The Kinap Mentorship Program also comes with a financial incentive. In exchange for their participation in the programs, students receive a stipend of $1,500 per year.

“I think there are so many things competing for student time,” Ranco said. “Some of them have very complicated roles in their families and things that they spend time on and maybe don’t make money on that are given a lower priority.”

The long-term goal of the Kinap Mentorship Program is to develop a peer group of Native American mentors for younger Native American students throughout the academic year. Ranco said they hope to expand the program to the Orono campus this fall.

“I’m so happy with how things have gone so far,” said Ranco. “Even a student or two from these communities that makes a difference is certainly important.”

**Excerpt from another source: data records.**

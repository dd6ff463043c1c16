//! Timestamp and date-string utilities shared by the metadata adapters.

use chrono::{DateTime, Utc};

/// Get current UTC timestamp
pub fn now() -> DateTime<Utc> {
    Utc::now()
}

/// Convert milliseconds to duration
pub fn millis_to_duration(millis: u64) -> std::time::Duration {
    std::time::Duration::from_millis(millis)
}

/// Extract a 4-digit year from a release-date string.
///
/// Accepts `"2024"`, `"2024-05"`, `"2024-05-17"` and any ISO-8601-prefixed
/// variant; returns `None` for anything that doesn't start with 4 ASCII
/// digits (spec.md §8 boundary behaviour: unparseable dates yield `year =
/// null`, never an error).
pub fn year_from_date_str(s: &str) -> Option<u32> {
    let prefix = s.get(0..4)?;
    if prefix.len() == 4 && prefix.chars().all(|c| c.is_ascii_digit()) {
        prefix.parse().ok()
    } else {
        None
    }
}

#[cfg(test)]
mod tests {
    use super::*;

    #[test]
    fn parses_boundary_dates() {
        assert_eq!(year_from_date_str("2024"), Some(2024));
        assert_eq!(year_from_date_str("2024-05"), Some(2024));
        assert_eq!(year_from_date_str("2024-05-17"), Some(2024));
        assert_eq!(year_from_date_str("20"), None);
        assert_eq!(year_from_date_str("abcd"), None);
        assert_eq!(year_from_date_str(""), None);
    }
}
//! Cover Art Archive client (spec.md §4.5 steps 1 and 4).

use crate::limiter::IntervalLimiter;
use crate::types::AlbumArt;
use serde::Deserialize;
use std::time::Duration;

const CAA_BASE: &str = "https://coverartarchive.org";
const MUSICBRAINZ_SEARCH_URL: &str = "https://musicbrainz.org/ws/2/release";

pub struct CoverArtArchiveClient {
    http: reqwest::Client,
    /// Separate instance from the metadata cascade's MusicBrainz limiter
    /// (spec.md §4.1): this one only guards `find_release_id`'s release
    /// search, which shares MusicBrainz's rate limit but not its queue.
    musicbrainz_search_limiter: IntervalLimiter,
}

#[derive(Debug, Deserialize)]
struct ReleaseSearchResponse {
    releases: Vec<ReleaseHit>,
}

#[derive(Debug, Deserialize)]
struct ReleaseHit {
    id: String,
    score: u32,
    status: Option<String>,
    #[serde(rename = "release-group")]
    release_group: Option<ReleaseGroupHit>,
}

#[derive(Debug, Deserialize)]
struct ReleaseGroupHit {
    #[serde(rename = "primary-type")]
    primary_type: Option<String>,
}

impl CoverArtArchiveClient {
    pub fn new() -> Self {
        Self {
            http: reqwest::Client::builder()
                .timeout(Duration::from_secs(15))
                .user_agent("audiotag/0.1 (+https://example.invalid)")
                .build()
                .expect("reqwest client builds"),
            musicbrainz_search_limiter: IntervalLimiter::from_millis(1_100),
        }
    }

    /// Step 1: direct front-cover fetch for a known release id.
    pub async fn front_cover(&self, release_id: &str) -> Option<AlbumArt> {
        let url = format!("{CAA_BASE}/release/{release_id}/front");
        let response = self.http.get(&url).send().await.ok()?;
        if !response.status().is_success() {
            return None;
        }
        let mime_type = response
            .headers()
            .get(reqwest::header::CONTENT_TYPE)
            .and_then(|v| v.to_str().ok())
            .unwrap_or("image/jpeg")
            .to_string();
        let bytes = response.bytes().await.ok()?.to_vec();
        Some(AlbumArt { bytes, mime_type })
    }

    /// Step 4: find a release id by searching MusicBrainz when none is
    /// already known, then feed it back into [`front_cover`](Self::front_cover).
    pub async fn find_release_id(&self, artist: &str, album: &str) -> Option<String> {
        self.musicbrainz_search_limiter.acquire().await.ok()?;
        let query = format!("artist:\"{artist}\" AND release:\"{album}\"");
        let url = format!("{MUSICBRAINZ_SEARCH_URL}?fmt=json&inc=release-groups&query={}", urlencode(&query));

        let response = self.http.get(&url).send().await.ok()?;
        if !response.status().is_success() {
            return None;
        }
        let body: ReleaseSearchResponse = response.json().await.ok()?;

        let candidates: Vec<&ReleaseHit> = body.releases.iter().filter(|r| r.score >= 80).collect();
        if candidates.is_empty() {
            return None;
        }

        // Official + Album, then Official + any, then any.
        fn rank(r: &ReleaseHit) -> u8 {
            let official = r.status.as_deref() == Some("Official");
            let album = r
                .release_group
                .as_ref()
                .and_then(|g| g.primary_type.as_deref())
                == Some("Album");
            match (official, album) {
                (true, true) => 0,
                (true, false) => 1,
                _ => 2,
            }
        }

        candidates
            .into_iter()
            .min_by_key(|r| rank(r))
            .map(|r| r.id.clone())
    }
}

impl Default for CoverArtArchiveClient {
    fn default() -> Self {
        Self::new()
    }
}

fn urlencode(s: &str) -> String {
    s.chars()
        .map(|c| match c {
            ' ' => "%20".to_string(),
            '"' => "%22".to_string(),
            ':' => "%3A".to_string(),
            c => c.to_string(),
        })
        .collect()
}

#[cfg(test)]
mod tests {
    use super::*;

    #[test]
    fn rank_prefers_official_album() {
        fn rank(official: bool, album: bool) -> u8 {
            match (official, album) {
                (true, true) => 0,
                (true, false) => 1,
                _ => 2,
            }
        }
        assert!(rank(true, true) < rank(true, false));
        assert!(rank(true, false) < rank(false, false));
    }
}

Isherwood said next year she hopes to recruit students into the program earlier in the year and to engage more with younger students in the community. LaComb also hopes to spend more time in the native community off campus.

“Because of COVID, there hasn’t been a huge opportunity yet, which is understandable, but I’m hoping as soon as we move away from those we can get into after-school programs and things like that,” LaComb said.

Still, LaComb said he will be “100%” participating in the Kinap Mentorship Program for years to come.

“The program was a great help for me as a freshman to find my place on campus, and it was also a great help for me to connect with my culture as a local student,” said LaComb. “I think if I keep going, it will do the same for a lot of other people.”